Dystonia Awareness Week is fast approaching, it runs from Saturday 4th May to Sunday 12th May. Last year my mum, step dad and I ran a 5k fun run up in London and raised over £700 for the Dystonia Society! However this year we had to rethink how we would raise awareness and funds for The Dystonia Society as now I am in a wheelchair the 5k fun run is out of the question. After a quick search on The Dystonia Society website we decided that we would throw a tea party. There is also a slight competitive aspect to it, as everyone sends in the their tea party photos and The Dystonia Society judge the best.
I am also taking part in the ‘Go Blue Movement’. I am dying a section of my hair blue during awareness week to raise funds and awareness for Dystonia.

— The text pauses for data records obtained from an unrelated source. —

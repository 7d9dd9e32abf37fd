mod common;

use common::budget_alloc::BudgetAlloc;
use common::fixtures::{laid_out, paragraphs};
use readify::sim::Simulation;
use readify::{build_fragment, CacheLimits, EngineOptions, OutputMarkers, WordAnalyzer};

// A 200-paragraph page currently peaks well below 8MiB including the
// document arena. Keep a guardrail at 32MiB and ratchet downward.
const FULL_FLOW_BUDGET_BYTES: usize = 32 * 1024 * 1024;

#[global_allocator]
static ALLOC: BudgetAlloc = BudgetAlloc::new();

#[test]
fn full_page_transform_under_budget() {
    let markup = paragraphs(200);

    ALLOC.reset();
    let mut sim = Simulation::new(laid_out(&markup), EngineOptions::default());
    sim.start().unwrap_or_else(|e| panic!("start: {}", e));
    sim.scroll_to(4000.0);
    sim.run_until_idle();
    sim.scroll_to(7000.0);
    sim.run_until_idle();
    let snapshot = ALLOC.snapshot();

    assert!(sim.engine.stats().transformed > 31);
    assert!(
        snapshot.peak_bytes <= FULL_FLOW_BUDGET_BYTES,
        "full flow peak {} bytes exceeds budget {}",
        snapshot.peak_bytes,
        FULL_FLOW_BUDGET_BYTES
    );
}

#[test]
fn analyzer_caches_stay_within_limits() {
    let limits = CacheLimits {
        max_analysis_entries: 64,
        max_syllable_entries: 64,
        max_classification_entries: 64,
    };
    let options = EngineOptions::default();
    let mut analyzer = WordAnalyzer::new(options.bionic.clone(), &limits);

    let mut text = String::new();
    for idx in 0..2_000 {
        text.push_str(&format!("reading{} ", idx_word(idx)));
    }
    let fragment = build_fragment(&text, &mut analyzer, OutputMarkers::default())
        .unwrap_or_else(|e| panic!("fragment: {}", e));

    assert_eq!(fragment.plain_text(), text);
    assert!(analyzer.cached_analyses() <= 64);
    assert!(analyzer.cached_syllables() <= 64);
}

/// Distinct alphabetic suffix for `idx` ("a", "b", .., "ba", ..).
fn idx_word(mut idx: usize) -> String {
    let mut out = Vec::new();
    loop {
        out.push(b'a' + (idx % 26) as u8);
        idx /= 26;
        if idx == 0 {
            break;
        }
    }
    out.reverse();
    String::from_utf8(out).unwrap_or_default()
}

The Go Blue Movement is an international movement, which started off in America! If you have not heard of it yet then I am sure over the next few days you shall hear more! You can easily take part in it by dying a section of your hair blue! If you do not want to use permanent dye, you can easily use a spray in, wash out dye!
If you would like to help me raise funds for The Dystonia Society then visit my just giving link! Every bit will make a huge difference for this small but amazing charity! http://www.justgiving.com/Rebecca-Moller1
On Tuesday I wrote an email to my consultant, explaining that now my whole body was being affected by my dystonia and that I no longer knew what I was expected to do. I have tried to bring a number of positive activities into my life and carry on with everything as much as possible without letting my Dystonia affect me, however all of these activities are rather hard to do when your whole body is out of your control. I asked him for advice, and if I he could refer me to anything or suggest anything I try. Yesterday my consultant neurologist replied, he apologised for how hard it was to get me treatment due to long waiting lists, and has offered to take me into the hospital for a few days (up to a week). Whilst in the hospital I shall see him and the Neuro-physiotherapists. I am rather hopeful that this shall mean that I shall come away from my short stay there with a better idea of how to cope/work around my spasms.
I also received a couple of letters from my consultant in the post yesterday. One of them was a letter for us to take when ever we go to hospital/A&E, so that the hospital know how to treat me. He sent us several copies of this letter, which I am extremely thankful for, as it should enable me to receive the correct treatment with ease from them. Another letter was a copy of the one he has sent to my GP, explaining the treatment he is currently giving me (botox injections to the jaw and neck) and that he wanted me to start me on Clonezpam. I had mentioned to my GP the other day about the fact my consultant wanted me on this new medication, but because I did not know the dosage he was unable to prescribe it for me. This now means that I will be able to phone my GP tomorrow and ask him to prescribe it, as the dosage has been written in the letter. I am rather excited to try this new medication, as it should hopefully prevent my Non Epileptic Attacks.
I am feeling ever so happy today, as I feel like this upcoming hospital admittance, and the new medication should do me the world of good. Knowing that there is a plan in place is a very calming thought and I feel like I can relax and not worry about my little Dystonia alien as soon the right people will be able to see his antics and help me.